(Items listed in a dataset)
☆ ☆ ☆ ☆ ☆ ☆ ☆

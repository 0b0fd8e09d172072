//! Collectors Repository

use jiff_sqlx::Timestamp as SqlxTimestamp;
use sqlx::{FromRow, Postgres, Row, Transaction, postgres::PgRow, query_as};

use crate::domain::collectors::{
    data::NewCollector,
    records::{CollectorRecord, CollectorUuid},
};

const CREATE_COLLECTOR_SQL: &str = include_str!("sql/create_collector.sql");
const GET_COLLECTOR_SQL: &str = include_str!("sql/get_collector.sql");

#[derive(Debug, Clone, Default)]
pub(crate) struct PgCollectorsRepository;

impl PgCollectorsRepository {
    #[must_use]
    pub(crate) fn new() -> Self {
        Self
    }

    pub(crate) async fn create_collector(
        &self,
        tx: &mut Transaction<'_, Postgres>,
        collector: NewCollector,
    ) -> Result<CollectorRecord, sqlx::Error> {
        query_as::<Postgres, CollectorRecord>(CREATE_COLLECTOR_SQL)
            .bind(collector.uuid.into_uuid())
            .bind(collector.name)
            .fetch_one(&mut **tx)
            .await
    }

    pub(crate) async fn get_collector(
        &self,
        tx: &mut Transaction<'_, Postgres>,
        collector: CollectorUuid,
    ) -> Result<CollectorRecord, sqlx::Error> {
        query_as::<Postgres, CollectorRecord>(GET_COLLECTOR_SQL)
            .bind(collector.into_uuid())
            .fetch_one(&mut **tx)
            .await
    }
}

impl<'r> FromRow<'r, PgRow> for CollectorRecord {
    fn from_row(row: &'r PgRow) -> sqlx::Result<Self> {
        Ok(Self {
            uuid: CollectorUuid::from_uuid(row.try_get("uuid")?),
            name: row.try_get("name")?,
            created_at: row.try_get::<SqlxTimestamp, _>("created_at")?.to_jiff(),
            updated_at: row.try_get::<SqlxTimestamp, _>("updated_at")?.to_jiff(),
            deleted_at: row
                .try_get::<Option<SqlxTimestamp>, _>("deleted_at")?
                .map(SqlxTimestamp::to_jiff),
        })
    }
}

☆ ☆ ☆ ☆ ☆ ☆ ☆

Within the entries above, report how many lines include "FromRow", and keep the answer to the number.

2